Task brief »
Exactly as they appear below, repeat the lines from the one with "for seasons in" through the one with "assert_eq!(rows.len(), 100);", and no others.

Dataset content »
########

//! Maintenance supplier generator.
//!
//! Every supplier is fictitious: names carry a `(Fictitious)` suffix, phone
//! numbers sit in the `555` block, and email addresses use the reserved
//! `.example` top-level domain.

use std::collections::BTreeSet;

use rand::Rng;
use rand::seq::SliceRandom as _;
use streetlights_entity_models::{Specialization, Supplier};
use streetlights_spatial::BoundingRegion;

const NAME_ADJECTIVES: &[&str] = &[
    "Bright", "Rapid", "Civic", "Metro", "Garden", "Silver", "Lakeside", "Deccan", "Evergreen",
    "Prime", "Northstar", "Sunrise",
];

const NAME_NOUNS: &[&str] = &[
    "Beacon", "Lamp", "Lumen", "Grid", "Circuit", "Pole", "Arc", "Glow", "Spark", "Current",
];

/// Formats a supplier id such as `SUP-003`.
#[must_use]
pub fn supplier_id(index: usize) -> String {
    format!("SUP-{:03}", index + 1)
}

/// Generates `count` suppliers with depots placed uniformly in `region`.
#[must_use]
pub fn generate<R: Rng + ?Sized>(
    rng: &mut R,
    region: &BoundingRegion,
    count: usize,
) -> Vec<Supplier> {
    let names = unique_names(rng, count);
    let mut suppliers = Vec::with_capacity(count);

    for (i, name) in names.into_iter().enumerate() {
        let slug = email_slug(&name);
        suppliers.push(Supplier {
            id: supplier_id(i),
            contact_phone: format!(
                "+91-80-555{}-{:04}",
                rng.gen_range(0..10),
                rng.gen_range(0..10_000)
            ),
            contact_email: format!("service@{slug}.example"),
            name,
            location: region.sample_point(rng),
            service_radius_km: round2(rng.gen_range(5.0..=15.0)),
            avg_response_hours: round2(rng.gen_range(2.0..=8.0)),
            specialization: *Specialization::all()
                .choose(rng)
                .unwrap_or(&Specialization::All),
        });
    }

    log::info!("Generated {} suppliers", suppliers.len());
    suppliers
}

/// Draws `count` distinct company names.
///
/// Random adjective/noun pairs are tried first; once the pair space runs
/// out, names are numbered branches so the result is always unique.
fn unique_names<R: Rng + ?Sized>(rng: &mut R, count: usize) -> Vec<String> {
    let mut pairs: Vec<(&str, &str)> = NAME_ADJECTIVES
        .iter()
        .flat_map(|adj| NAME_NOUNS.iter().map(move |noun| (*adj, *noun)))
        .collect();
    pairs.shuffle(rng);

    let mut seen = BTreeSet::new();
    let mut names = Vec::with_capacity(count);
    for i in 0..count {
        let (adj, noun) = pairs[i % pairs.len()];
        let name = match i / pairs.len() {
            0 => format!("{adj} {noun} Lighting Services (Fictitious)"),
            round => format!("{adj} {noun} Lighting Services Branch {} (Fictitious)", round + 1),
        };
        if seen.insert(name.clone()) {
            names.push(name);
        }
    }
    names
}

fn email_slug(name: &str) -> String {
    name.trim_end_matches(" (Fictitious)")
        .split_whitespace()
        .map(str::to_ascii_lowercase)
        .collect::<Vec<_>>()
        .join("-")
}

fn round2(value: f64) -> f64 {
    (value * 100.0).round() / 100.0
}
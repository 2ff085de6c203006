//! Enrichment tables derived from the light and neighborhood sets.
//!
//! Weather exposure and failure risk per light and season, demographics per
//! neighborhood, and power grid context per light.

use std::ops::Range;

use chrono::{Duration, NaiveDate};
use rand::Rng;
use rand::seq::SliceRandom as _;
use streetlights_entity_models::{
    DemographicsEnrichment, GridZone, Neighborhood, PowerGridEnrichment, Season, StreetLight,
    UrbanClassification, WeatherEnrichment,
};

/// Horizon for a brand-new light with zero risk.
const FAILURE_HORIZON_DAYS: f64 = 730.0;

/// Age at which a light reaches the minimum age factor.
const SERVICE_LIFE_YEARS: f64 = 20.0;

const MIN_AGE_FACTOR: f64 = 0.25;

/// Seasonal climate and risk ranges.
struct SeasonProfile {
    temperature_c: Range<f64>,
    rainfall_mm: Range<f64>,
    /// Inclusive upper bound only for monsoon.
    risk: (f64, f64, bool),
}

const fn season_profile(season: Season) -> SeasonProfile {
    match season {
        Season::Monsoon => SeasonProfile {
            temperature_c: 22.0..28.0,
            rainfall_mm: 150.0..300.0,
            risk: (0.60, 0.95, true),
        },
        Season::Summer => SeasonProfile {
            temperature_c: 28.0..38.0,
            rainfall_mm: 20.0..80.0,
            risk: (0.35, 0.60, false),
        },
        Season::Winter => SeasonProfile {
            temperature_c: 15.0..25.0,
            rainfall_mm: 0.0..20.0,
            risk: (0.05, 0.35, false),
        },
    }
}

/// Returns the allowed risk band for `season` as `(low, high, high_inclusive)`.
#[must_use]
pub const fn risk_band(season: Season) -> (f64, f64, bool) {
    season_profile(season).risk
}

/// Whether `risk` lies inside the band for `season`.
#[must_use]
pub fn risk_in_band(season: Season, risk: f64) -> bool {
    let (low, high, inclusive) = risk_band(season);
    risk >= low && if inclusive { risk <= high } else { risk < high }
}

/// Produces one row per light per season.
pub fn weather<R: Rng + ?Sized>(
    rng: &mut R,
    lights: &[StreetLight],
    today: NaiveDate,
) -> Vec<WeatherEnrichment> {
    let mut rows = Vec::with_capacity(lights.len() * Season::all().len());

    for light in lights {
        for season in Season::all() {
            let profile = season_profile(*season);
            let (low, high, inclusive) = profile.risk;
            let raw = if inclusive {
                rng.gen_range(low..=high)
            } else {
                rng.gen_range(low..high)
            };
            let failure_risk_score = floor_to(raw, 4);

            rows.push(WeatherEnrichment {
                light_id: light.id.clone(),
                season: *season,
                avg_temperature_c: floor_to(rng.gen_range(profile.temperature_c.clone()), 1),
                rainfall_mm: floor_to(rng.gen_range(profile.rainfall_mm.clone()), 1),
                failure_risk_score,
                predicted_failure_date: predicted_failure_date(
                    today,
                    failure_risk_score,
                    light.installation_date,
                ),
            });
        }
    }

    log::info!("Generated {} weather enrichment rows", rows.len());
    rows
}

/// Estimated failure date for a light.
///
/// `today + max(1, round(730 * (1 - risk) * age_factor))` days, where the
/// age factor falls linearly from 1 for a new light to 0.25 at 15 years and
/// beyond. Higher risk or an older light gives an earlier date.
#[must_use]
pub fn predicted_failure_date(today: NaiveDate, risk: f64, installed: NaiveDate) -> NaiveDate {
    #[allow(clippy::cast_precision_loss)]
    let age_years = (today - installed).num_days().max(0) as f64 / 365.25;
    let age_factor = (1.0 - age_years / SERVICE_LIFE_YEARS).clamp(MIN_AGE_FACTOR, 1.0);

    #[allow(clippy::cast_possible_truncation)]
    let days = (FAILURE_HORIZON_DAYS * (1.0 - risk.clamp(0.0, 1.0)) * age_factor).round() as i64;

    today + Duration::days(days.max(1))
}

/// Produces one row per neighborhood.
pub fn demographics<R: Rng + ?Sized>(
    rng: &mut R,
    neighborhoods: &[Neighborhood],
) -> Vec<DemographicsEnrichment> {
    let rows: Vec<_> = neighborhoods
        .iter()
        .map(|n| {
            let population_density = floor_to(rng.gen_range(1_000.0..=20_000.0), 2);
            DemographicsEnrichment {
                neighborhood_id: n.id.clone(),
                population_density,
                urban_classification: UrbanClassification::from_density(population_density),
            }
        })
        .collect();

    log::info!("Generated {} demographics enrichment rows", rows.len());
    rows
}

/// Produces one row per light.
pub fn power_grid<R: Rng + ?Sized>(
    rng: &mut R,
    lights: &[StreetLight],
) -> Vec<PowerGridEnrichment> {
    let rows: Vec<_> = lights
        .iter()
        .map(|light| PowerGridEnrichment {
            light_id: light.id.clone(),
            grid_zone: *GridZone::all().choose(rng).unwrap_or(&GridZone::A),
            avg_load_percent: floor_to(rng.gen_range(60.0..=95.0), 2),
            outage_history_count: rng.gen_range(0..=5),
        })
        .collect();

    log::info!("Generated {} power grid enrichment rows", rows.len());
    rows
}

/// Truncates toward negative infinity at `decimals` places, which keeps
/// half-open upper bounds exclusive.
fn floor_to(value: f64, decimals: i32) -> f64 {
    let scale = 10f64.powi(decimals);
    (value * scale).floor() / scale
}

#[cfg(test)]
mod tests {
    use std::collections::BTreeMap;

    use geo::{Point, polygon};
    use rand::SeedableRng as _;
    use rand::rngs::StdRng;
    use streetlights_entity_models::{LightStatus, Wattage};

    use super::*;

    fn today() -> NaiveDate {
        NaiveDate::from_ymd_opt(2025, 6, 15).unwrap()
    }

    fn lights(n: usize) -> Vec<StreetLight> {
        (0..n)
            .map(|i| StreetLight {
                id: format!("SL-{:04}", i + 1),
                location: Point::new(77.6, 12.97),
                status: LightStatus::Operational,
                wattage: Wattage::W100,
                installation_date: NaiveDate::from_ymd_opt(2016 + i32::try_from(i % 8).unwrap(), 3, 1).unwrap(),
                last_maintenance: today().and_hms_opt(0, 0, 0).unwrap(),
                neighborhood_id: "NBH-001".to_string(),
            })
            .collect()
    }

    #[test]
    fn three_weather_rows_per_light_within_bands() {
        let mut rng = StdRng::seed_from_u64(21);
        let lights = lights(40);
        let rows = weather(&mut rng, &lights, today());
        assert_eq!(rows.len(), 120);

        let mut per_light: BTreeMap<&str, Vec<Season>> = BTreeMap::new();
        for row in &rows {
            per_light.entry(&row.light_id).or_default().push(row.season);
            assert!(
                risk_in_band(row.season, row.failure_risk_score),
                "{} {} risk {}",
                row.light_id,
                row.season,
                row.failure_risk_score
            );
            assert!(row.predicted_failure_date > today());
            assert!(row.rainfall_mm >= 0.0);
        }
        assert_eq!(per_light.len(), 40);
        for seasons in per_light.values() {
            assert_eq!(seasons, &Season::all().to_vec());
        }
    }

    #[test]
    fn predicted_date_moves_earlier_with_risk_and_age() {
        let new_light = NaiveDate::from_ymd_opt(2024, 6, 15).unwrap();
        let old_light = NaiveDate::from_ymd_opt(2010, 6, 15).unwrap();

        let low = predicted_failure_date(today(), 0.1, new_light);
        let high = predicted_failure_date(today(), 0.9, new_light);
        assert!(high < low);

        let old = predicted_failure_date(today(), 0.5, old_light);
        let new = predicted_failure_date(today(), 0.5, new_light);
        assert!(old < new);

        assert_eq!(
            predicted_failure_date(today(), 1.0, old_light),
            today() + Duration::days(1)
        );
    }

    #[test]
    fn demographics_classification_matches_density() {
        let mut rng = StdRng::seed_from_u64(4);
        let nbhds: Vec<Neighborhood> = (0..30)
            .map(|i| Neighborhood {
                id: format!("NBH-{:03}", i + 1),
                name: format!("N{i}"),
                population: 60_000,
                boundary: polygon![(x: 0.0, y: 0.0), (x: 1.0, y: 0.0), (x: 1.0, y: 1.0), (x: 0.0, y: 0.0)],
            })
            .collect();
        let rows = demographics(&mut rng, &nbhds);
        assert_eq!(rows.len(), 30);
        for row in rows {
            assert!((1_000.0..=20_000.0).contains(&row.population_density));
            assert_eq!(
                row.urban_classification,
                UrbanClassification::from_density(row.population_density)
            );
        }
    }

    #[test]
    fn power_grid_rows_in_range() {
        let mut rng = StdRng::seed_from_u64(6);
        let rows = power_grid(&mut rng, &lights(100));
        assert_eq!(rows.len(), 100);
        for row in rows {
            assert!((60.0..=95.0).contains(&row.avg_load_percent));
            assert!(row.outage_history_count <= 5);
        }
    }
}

########

Answer area »
        for seasons in per_light.values() {
            assert_eq!(seasons, &Season::all().to_vec());
        }
    }

    #[test]
    fn predicted_date_moves_earlier_with_risk_and_age() {
        let new_light = NaiveDate::from_ymd_opt(2024, 6, 15).unwrap();
        let old_light = NaiveDate::from_ymd_opt(2010, 6, 15).unwrap();

        let low = predicted_failure_date(today(), 0.1, new_light);
        let high = predicted_failure_date(today(), 0.9, new_light);
        assert!(high < low);

        let old = predicted_failure_date(today(), 0.5, old_light);
        let new = predicted_failure_date(today(), 0.5, new_light);
        assert!(old < new);

        assert_eq!(
            predicted_failure_date(today(), 1.0, old_light),
            today() + Duration::days(1)
        );
    }

    #[test]
    fn demographics_classification_matches_density() {
        let mut rng = StdRng::seed_from_u64(4);
        let nbhds: Vec<Neighborhood> = (0..30)
            .map(|i| Neighborhood {
                id: format!("NBH-{:03}", i + 1),
                name: format!("N{i}"),
                population: 60_000,
                boundary: polygon![(x: 0.0, y: 0.0), (x: 1.0, y: 0.0), (x: 1.0, y: 1.0), (x: 0.0, y: 0.0)],
            })
            .collect();
        let rows = demographics(&mut rng, &nbhds);
        assert_eq!(rows.len(), 30);
        for row in rows {
            assert!((1_000.0..=20_000.0).contains(&row.population_density));
            assert_eq!(
                row.urban_classification,
                UrbanClassification::from_density(row.population_density)
            );
        }
    }

    #[test]
    fn power_grid_rows_in_range() {
        let mut rng = StdRng::seed_from_u64(6);
        let rows = power_grid(&mut rng, &lights(100));
        assert_eq!(rows.len(), 100);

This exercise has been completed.